ロジスティクスセイノーホールディングス(HD)は18日、旭川市内数社で構成する「道北集約出荷・地域配送改善プロジェクト(PJT)」と、旭川市江丹別町、同市内中心部を結ぶ唯一のバス路線を運行する道北バス(北海道旭川市)と連携し、集荷における共同配送の仕組みを構築し、江丹別地域で生産された地元産品の集荷および、路線バスへの積み付けを生産事業者自らが行い、貨客混載輸送にて出荷するプロジェクトを17日より開始した。

▲バスに貨客混載した商品の積載状況(出所:セイノーHD)

江丹別地域の事業者が連携し、地産の「江丹別の青いチーズ(ブルーチーズ)」などバス輸送用段ボール8箱、計50キロの荷物を生産者自身によって集約・梱包し、地元路線バスに貨客混載して市街地へ輸送するという、地域内輸送プロジェクトの実現となった。

この取り組みは、地域課題、物流業界課題、環境課題への対応としても注目されている。
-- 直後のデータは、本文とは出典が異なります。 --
impl LineItemParser {
    pub fn new(default_vat_rate: Decimal) -> Self {
        Self { default_vat_rate }
    }

    /// Parse every table in the layout. Rows are numbered from 1 across the
    /// document in reading order.
    pub fn parse(&self, ctx: &ExtractionContext<'_>) -> ParsedItems {
        let mut tables: BTreeMap<usize, Vec<&Block>> = BTreeMap::new();
        for block in ctx.layout.table_blocks() {
            if let Some(id) = block.table {
                tables.entry(id).or_default().push(block);
            }
        }

        let mut parsed = ParsedItems::default();
        let mut row_number = 0;
        for blocks in tables.values() {
            let columns: Vec<(Option<Column>, f32)> = blocks
                .iter()
                .find(|b| b.table_header)
                .map(|header| {
                    header
                        .cells
                        .iter()
                        .map(|c| (Column::classify(&c.text), c.bbox.center_x()))
                        .collect()
                })
                .unwrap_or_default();

            for block in blocks.iter().filter(|b| !b.table_header) {
                row_number += 1;
                let row = if columns.is_empty() {
                    read_positional(&block.cells)
                } else {
                    read_by_header(&block.cells, &columns)
                };

                match self.complete(row) {
                    Ok(mut item) => {
                        let quality = ctx.quality_for(&block.tokens);
                        let weight = ctx.config.quality_weight;
                        item.confidence = ctx.token_confidence(&block.tokens) * (1.0 - weight * (1.0 - quality));
                        item.source_tokens = block.tokens.clone();
                        parsed.items.push(item);
                    }
                    Err(reason) => {
                        debug!("Dropping table row {}: {}", row_number, reason);
                        parsed.anomalies.push(Anomaly::new(
                            format!("line_items[row {}]", row_number),
                            format!("{} in \"{}\"", reason, block.text),
                        ));
                    }
                }
            }
        }

        debug!("Parsed {} line items", parsed.items.len());
        parsed
    }

    /// Fill the missing columns from the ones read. Read values are never
    /// overwritten.
    fn complete(&self, row: RowValues) -> Result<LineItem, RowError> {
        let mut derived = Vec::new();

        let rate = match row.get(Column::VatRate) {
            Some(rate) => rate,
            None => {
                derived.push(Column::VatRate.name().to_string());
                self.default_vat_rate
            }
        };
        let rate_factor = Decimal::ONE.checked_add(rate).ok_or(RowError::Overflow)?;

        let quantity_read = row.get(Column::Quantity);
        let price_read = row.get(Column::UnitPrice);
        let incl_read = row.get(Column::Incl);

        let excl = match row.get(Column::Excl) {
            Some(excl) => excl,
            None => {
                let from_parts = match quantity_read.zip(price_read) {
                    Some((q, p)) => Some(q.checked_mul(p).ok_or(RowError::Overflow)?.round_dp(2)),
                    None => None,
                };
                let from_incl = match incl_read {
                    Some(incl) => incl.checked_div(rate_factor).map(|v| v.round_dp(2)),
                    None => None,
                };
                let excl = from_parts.or(from_incl).ok_or(RowError::NoAmount)?;
                derived.push(Column::Excl.name().to_string());
                excl
            }
        };

        let quantity = match quantity_read {
            Some(q) => q,
            None => {
                derived.push(Column::Quantity.name().to_string());
                match price_read {
                    Some(price) if !price.is_zero() => excl
                        .checked_div(price)
                        .ok_or(RowError::Overflow)?
                        .round_dp(3)
                        .normalize(),
                    _ => Decimal::ONE,
                }
            }
        };

        let unit_price = match price_read {
            Some(p) => p,
            None => {
                derived.push(Column::UnitPrice.name().to_string());
                if quantity.is_zero() {
                    excl
                } else {
                    excl.checked_div(quantity).ok_or(RowError::Overflow)?.round_dp(2)
                }
            }
        };

        let vat_amount = match row.get(Column::VatAmount) {
            Some(v) => v,
            None => {
                derived.push(Column::VatAmount.name().to_string());
                match incl_read {
                    Some(incl) => incl.checked_sub(excl),
                    None => excl.checked_mul(rate).map(|v| v.round_dp(2)),
                }
                .ok_or(RowError::Overflow)?
            }
        };

        let amount_incl_vat = match incl_read {
            Some(incl) => incl,
            None => {
                derived.push(Column::Incl.name().to_string());
                excl.checked_add(vat_amount).ok_or(RowError::Overflow)?
            }
        };

        Ok(LineItem {
            description: row.description.join(" "),
            quantity,
            unit_price,
            vat_rate: rate,
            amount_excl_vat: excl,
            vat_amount,
            amount_incl_vat,
            derived,
            confidence: 0.0,
            source_tokens: Vec::new(),
        })
    }
}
地域課題としては、地方路線バスの存廃が問題となっているが、今回のプロジェクトでは貨客混載輸送の実施により、既存バス路線の有効活用に寄与し、定期的な運賃収入増加も見込める。

物流業界課題としては、ドライバーの時間外労働規制が厳格化する2024年問題、ドライバー不足などの対応として、バスドライバーが拠点間の貨物輸送を兼任する形となると共に、集荷にかかる時間の大幅な短縮にもつながる。

また環境課題としては、既存バス路線の活用で輸送専用車両のCO2削減への解決策となる。このように、今回のプロジェクトは3つの課題への総合的な解決策として期待されている。

▲輸送イメージ(クリックして拡大)

現在、全国各地で試行されている貨客混載輸送の取り組みは、そのほとんどが「配達」を目的とした取り組みとなっている。このプロジェクトでは、出荷に関係する全員に業務効率改善、コスト削減などのメリットがある仕組みと持続的なインフラ作りのため、宅配事業者ではなく地元事業者が主体となり、「配達」ではなく「出荷」する仕組みを構築した。PJTでは物流業界内の調整を行ったセイノーHDとの協力体制で本プロジェクトを推進。この試みを通じて、地域課題、物流業界課題、環境課題の3つの課題解決に向け、今後はこの取り組みへの参加事業者の拡大や他地域への展開を目指すとしている。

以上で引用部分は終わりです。